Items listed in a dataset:
use crate::aspects::{AspectCalculator, AspectKind, AspectRecord};
use crate::chart::data::{round2, Chart};
use crate::chart::input::BirthData;
use crate::ephemeris::Body;
use serde::Serialize;
use std::collections::BTreeMap;

/// Transit-to-natal aspect as rendered in JSON.
///
/// `personal` is set when either body is a personal planet.
#[derive(Debug, Clone, PartialEq, Serialize)]
pub struct TransitAspect {
    pub transit: Body,
    pub natal: Body,
    #[serde(rename = "type")]
    pub kind: AspectKind,
    pub symbol: &'static str,
    pub angle: f64,
    pub personal: bool,
}

impl From<&AspectRecord> for TransitAspect {
    fn from(record: &AspectRecord) -> Self {
        Self {
            transit: record.first,
            natal: record.second,
            kind: record.kind,
            symbol: record.kind.symbol(),
            angle: round2(record.separation),
            personal: record.involves_personal(),
        }
    }
}

/// Aspects from the transiting bodies (first) to the natal bodies (second)
pub fn transit_aspects(
    calculator: &AspectCalculator,
    transit: &Chart,
    natal: &Chart,
) -> Vec<AspectRecord> {
    calculator.cross_aspects(&transit.positions, &natal.positions)
}

#[derive(Debug, Clone, Serialize)]
pub struct NatalMoment {
    pub date: String,
    pub time: String,
    pub place: String,
    pub planet_degrees: BTreeMap<Body, f64>,
}

#[derive(Debug, Clone, Serialize)]
pub struct TransitMoment {
    pub date: String,
    pub time: String,
    pub planet_degrees: BTreeMap<Body, f64>,
}

#[derive(Debug, Clone, Serialize)]
pub struct TransitReport {
    pub natal: NatalMoment,
    pub transit: TransitMoment,
    pub aspects: Vec<TransitAspect>,
}

impl TransitReport {
    pub fn build(
        calculator: &AspectCalculator,
        natal_input: &BirthData,
        natal: &Chart,
        transit_input: &BirthData,
        transit: &Chart,
    ) -> Self {
        let aspects = transit_aspects(calculator, transit, natal)
            .iter()
            .map(TransitAspect::from)
            .collect();

        Self {
            natal: NatalMoment {
                date: natal_input.date.clone(),
                time: natal_input.time.clone(),
                place: natal_input.place.clone(),
                planet_degrees: natal.planet_degrees(),
            },
            transit: TransitMoment {
                date: transit_input.date.clone(),
                time: transit_input.time.clone(),
                planet_degrees: transit.planet_degrees(),
            },
            aspects,
        }
    }
}

#[cfg(test)]
mod tests {
    use super::*;

    #[test]
    fn test_transit_aspect_personal_when_either_body_is() {
        let record = AspectRecord {
            first: Body::Saturn,
            second: Body::Moon,
            kind: AspectKind::Opposition,
            separation: 177.456,
        };
        let aspect = TransitAspect::from(&record);
        assert!(aspect.personal);
        assert_eq!(aspect.angle, 177.46);
        assert_eq!(aspect.transit, Body::Saturn);

        let slow = TransitAspect::from(&AspectRecord {
            second: Body::Pluto,
            ..record
        });
        assert!(!slow.personal);
    }
}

__WHAT YOU SHOULD DO__:
Report every line of the records that contains the word "serde".

__SOLUTION TO THE PROBLEM__:
use serde::Serialize;
    #[serde(rename = "type")]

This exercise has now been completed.